American football player and coach (1882–1947)

George Henry Schildmiller (January 9, 1882 – February 23, 1960) was an American college football player and coach. He played for Dartmouth College and coached at the University of Maine in 1909 and at Oregon State University in 1910.

==Early life and playing career==
Schildmiller was born on January 9, 1882, in Brattleboro, Vermont. He graduated from Phillips Academy and enrolled in Cornell University, but withdrew after one term. He then transferred to Dartmouth college, where he played forward on the basketball team, first base on the baseball team, and right end on the football team. In 1908, he was named to the College Football All-America Team.

==Coaching career==
At the conclusion of his playing career, Schildmiller coached at the University of Maine. He remained at Maine for one season and posted a record of 3–4–1.
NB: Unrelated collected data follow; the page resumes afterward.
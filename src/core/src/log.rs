//! Logging configuration and subscriber setup.

use serde::{Deserialize, Serialize};
use tracing_subscriber::EnvFilter;

use crate::error::{ConvertError, Result};

/// Log level
#[derive(Debug, Clone, Copy, PartialEq, Eq, Serialize, Deserialize)]
#[serde(rename_all = "lowercase")]
pub enum LogLevel {
    Debug,
    Info,
    Warn,
    Error,
}

impl Default for LogLevel {
    fn default() -> Self {
        Self::Warn
    }
}

impl From<LogLevel> for tracing::Level {
    fn from(level: LogLevel) -> Self {
        match level {
            LogLevel::Debug => tracing::Level::DEBUG,
            LogLevel::Info => tracing::Level::INFO,
            LogLevel::Warn => tracing::Level::WARN,
            LogLevel::Error => tracing::Level::ERROR,
        }
    }
}

impl std::fmt::Display for LogLevel {
    fn fmt(&self, f: &mut std::fmt::Formatter<'_>) -> std::fmt::Result {
        match self {
            Self::Debug => write!(f, "debug"),
            Self::Info => write!(f, "info"),
            Self::Warn => write!(f, "warn"),
            Self::Error => write!(f, "error"),
        }
    }
}

impl std::str::FromStr for LogLevel {
    type Err = String;

    fn from_str(s: &str) -> std::result::Result<Self, Self::Err> {
        match s.to_ascii_lowercase().as_str() {
            "debug" => Ok(Self::Debug),
            "info" => Ok(Self::Info),
            "warn" | "warning" => Ok(Self::Warn),
            "error" => Ok(Self::Error),
            _ => Err(format!(
                "unknown log level: '{}' (supported: debug, info, warn, error)",
                s
            )),
        }
    }
}

/// Output format for log lines.
#[derive(Debug, Clone, Copy, PartialEq, Eq, Default, Serialize, Deserialize)]
#[serde(rename_all = "kebab-case")]
pub enum LogFormat {
    /// Human-readable text (default).
    #[default]
    Text,
    /// One JSON object per line.
    Json,
}

/// Logging configuration.
#[derive(Debug, Clone, Default, PartialEq, Eq, Serialize, Deserialize)]
pub struct LogConfig {
    #[serde(default)]
    pub level: LogLevel,
    #[serde(default)]
    pub format: LogFormat,
}

impl LogConfig {
    /// Build the filter: `RUST_LOG` wins when set, otherwise the configured level.
    pub fn env_filter(&self) -> EnvFilter {
        EnvFilter::try_from_default_env().unwrap_or_else(|_| EnvFilter::new(self.level.to_string()))
    }
}

/// Install a global `tracing` subscriber for the given configuration.
///
/// Returns an error if a global subscriber has already been set.
pub fn init_tracing(config: &LogConfig) -> Result<()> {
    let builder = tracing_subscriber::fmt()
        .with_env_filter(config.env_filter())
        .with_target(false);

    let installed = match config.format {
        LogFormat::Text => builder.try_init(),
        LogFormat::Json => builder.json().try_init(),
    };

    installed.map_err(|e| ConvertError::ConfigError(format!("Failed to initialize logging: {}", e)))
}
In 1910, Schildmiller came to Corvallis, Oregon, to become the head football coach at Oregon State, known then as Oregon Agricultural College. He coached for only one season at OSU as well and posted a record of 3–2–1.

==Business career==
Schildmiller spent most of his working life in the Midwestern United States. His employers included Pepsodent, the American Radiator Company, the National Radiator Company, and Gulf Oil.

==Personal life==
On August 2, 1910, Schildmiller married Leila May Jenkins in Winthrop, Massachusetts. He lived in the Cincinnati metro area during the 1930s and 1940s, where his daughter, Dorothy "Dolly" Schildmiller, was a top-level competitive golfer, winning the city golf championship five times. His son, George A. Schildmiller, enlisted in the Army shortly after the start of World War II and died in Alsace, France, on December 19, 1944.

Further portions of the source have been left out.